» **Activity**
Going through the entries below, copy out each line that contains "gbrt".

Collected data entries
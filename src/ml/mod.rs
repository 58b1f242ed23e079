//! Regression model for price prediction
//!
//! Feature engineering shared between training and inference, a
//! gradient-boosted regression ensemble, and artifact persistence. The
//! feature order is part of the serialized contract: training and inference
//! both go through [`build_features_for_date`], and the order is recorded in
//! the model metadata.

pub mod gbrt;
pub mod model;


pub use gbrt::{GbrtParams, GradientBoostedTrees, StandardScaler};
pub use model::{ModelMeta, PriceModel, MODEL_FILENAME, MODEL_META_FILENAME};

use chrono::{Datelike, NaiveDate, Weekday};

use crate::heuristics::{month_seasonality, DEFAULT_BASE_RATE};

/// Canonical feature order. Serialized into the model metadata and checked
/// at load time.
pub const FEATURE_ORDER: &[&str] = &[
    "dow",
    "month",
    "is_weekend",
    "published_rate",
    "occupancy_pct",
    "pickup_24h",
    "event_impact",
    "seasonality_prior",
];

/// Build the feature vector for one date, aligned to [`FEATURE_ORDER`].
///
/// Absent or negative optional signals default to zero; an absent or
/// non-positive published rate falls back to the default base rate.
pub fn build_features_for_date(
    date: NaiveDate,
    published_rate: Option<f64>,
    occupancy_pct: Option<f64>,
    pickup_24h: Option<f64>,
    event_impact: Option<f64>,
) -> Vec<f64> {
    let dow = date.weekday().num_days_from_monday() as f64;
    let month = date.month();
    let is_weekend = matches!(date.weekday(), Weekday::Fri | Weekday::Sat);
    let pub_rate = match published_rate {
        Some(r) if r > 0.0 => r,
        _ => DEFAULT_BASE_RATE,
    };
    let occ = occupancy_pct.filter(|v| *v >= 0.0).unwrap_or(0.0);
    let pick = pickup_24h.filter(|v| *v >= 0.0).unwrap_or(0.0);
    let event = event_impact.filter(|v| *v >= 0.0).unwrap_or(0.0);

    vec![
        dow,
        month as f64,
        if is_weekend { 1.0 } else { 0.0 },
        pub_rate,
        occ,
        pick,
        event,
        month_seasonality(month),
    ]
}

» **Exercise result**
pub mod gbrt;
pub use gbrt::{GbrtParams, GradientBoostedTrees, StandardScaler};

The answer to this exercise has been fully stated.